Under current laws, interconnection applicants are usually responsible for the costs of connecting their projects to the grid, including any study costs and upgrades needed to accommodate their projects. It’s the “cost-causer pays” principle. Although interconnection rules usually specify application fee amounts -- which generally are meant to cover processing and other administrative costs, and are typically scaled to project size -- an applicant often doesn’t get much other information upfront about what the ultimate, total cost to interconnect might be. 

It’s true that applicants may be able to predict costs or at least ballpark their magnitude at the start of the process, based on project size and location. For example, smaller, rooftop solar projects typically have very low costs. Larger, ground-mounted projects, such as shared solar facilities, typically have higher costs, which increase as project size goes up.

But sometimes smaller rooftop solar projects will trigger upgrades, even major, expensive upgrades. And predicting the types of upgrades prompted by larger projects can be challenging -- especially when there’s no transparency about grid locations and little information about the typical range of costs for those upgrades.

It’s also true that state rules usually require utilities to give applicants estimates of any necessary upgrade costs at some point in the process, and these estimates usually arrive with the interconnection agreement, after the utility has studied the project, and sometimes even earlier in the study process. But few state rules bind utilities to their initial estimates.

As a result, applicants have no formal assurance that the initial estimates will hold, and they can’t confirm what their projects’ final costs will be. This uncertainty is especially challenging for applicants seeking financing. Financiers typically want to know how much a project will cost upfront, and they become much less interested if there’s a potential for those costs to balloon in unpredictable ways.

So how can we make interconnection costs more certain and predictable, and help applicants get access to accurate estimates as early in the process as possible?

There are a few different issues tied up in this question and, as a result, a few different solutions are emerging. 

One important strategy to improve cost predictability, recently adopted in California, is the development of unit cost guides. Published and updated on an annual basis by Pacific Gas and Electric, Southern California Edison and San Diego Gas & Electric, these readily available guides offer customers a list of standard prices for typical interconnection facilities and equipment. This information helps customers understand and predict the costs of connecting their projects to the grid well before they initiate the application process. The guides can also help to promote cost consistency across projects. 

State regulators can also improve cost certainty and predictability, and potentially inform unit cost guides, by requiring utilities to track and report the actual costs of system upgrades. For example, in its community solar gardens proceeding, the Minnesota Public Utilities Commission recently ordered Xcel Energy to report all variances between its interconnection cost estimates and the actual costs in its regular community solar garden reports. For variations exceeding plus or minus 20 percent, the commission required Xcel to provide a detailed explanation for the variance.

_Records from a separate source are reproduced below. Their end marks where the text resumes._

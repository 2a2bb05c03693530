//! Builders that turn native scalars and slices into JSON nodes.
//!
//! The `new_*` functions return an owned [`Value`]. The `add_*` functions
//! build the same node and move it into a parent object under `key`,
//! replacing (and returning) whatever was stored there before.
//!
//! `NaN` is the in-band representation of null for doubles: a `NaN` input
//! is written as `null`, which [`read_double_array`](crate::read_double_array)
//! reads back as its fill value. JSON has no infinities either, so `±inf`
//! is written as `null` too.

use serde_json::{Map, Number, Value};

/// A double-typed leaf, or `null` for `NaN` and infinities.
pub fn double_or_null(v: f64) -> Value {
    Number::from_f64(v).map_or(Value::Null, Value::Number)
}

/// An array holding `values` in order, `NaN` entries as `null`.
///
/// ```
/// use serde_json::json;
/// use jsonmore_core::new_double_array;
///
/// assert_eq!(new_double_array(&[1.5, f64::NAN]), json!([1.5, null]));
/// ```
pub fn new_double_array(values: &[f64]) -> Value {
    Value::Array(values.iter().copied().map(double_or_null).collect())
}

/// An array holding `values` in order.
pub fn new_int_array(values: &[i64]) -> Value {
    Value::Array(values.iter().copied().map(Value::from).collect())
}

/// Attach [`new_double_array`] of `values` under `key`.
pub fn add_double_array(root: &mut Map<String, Value>, key: &str, values: &[f64]) -> Option<Value> {
    root.insert(key.to_string(), new_double_array(values))
}

/// Attach [`new_int_array`] of `values` under `key`.
pub fn add_int_array(root: &mut Map<String, Value>, key: &str, values: &[i64]) -> Option<Value> {
    root.insert(key.to_string(), new_int_array(values))
}

/// Attach an integer leaf under `key`.
pub fn add_int(root: &mut Map<String, Value>, key: &str, v: i64) -> Option<Value> {
    root.insert(key.to_string(), Value::from(v))
}

/// Attach [`double_or_null`] of `v` under `key`.
pub fn add_double(root: &mut Map<String, Value>, key: &str, v: f64) -> Option<Value> {
    root.insert(key.to_string(), double_or_null(v))
}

An equally critical aspect of cost certainty is ensuring that the actual costs for system upgrades fall within a reasonable range of the utilities’ initial estimates. One of the best strategies to achieve this objective is to use some form of an interconnection cost envelope. For example, Massachusetts requires utilities to fix the cost of system upgrades to a specific range early in the process, so applicants aren’t on the hook for unpredictable expenses outside of that range later on. 

Massachusetts specifies that applicants’ costs can’t increase beyond plus or minus 25 percent of the initial estimate provided after the first study phase (impact study) and plus or minus 10 percent of the estimate given after the second study phase (detailed study). If costs ultimately run outside of those ranges, the utilities’ shareholders bear the risk -- but to IREC’s knowledge, that scenario has occurred very rarely, if ever.  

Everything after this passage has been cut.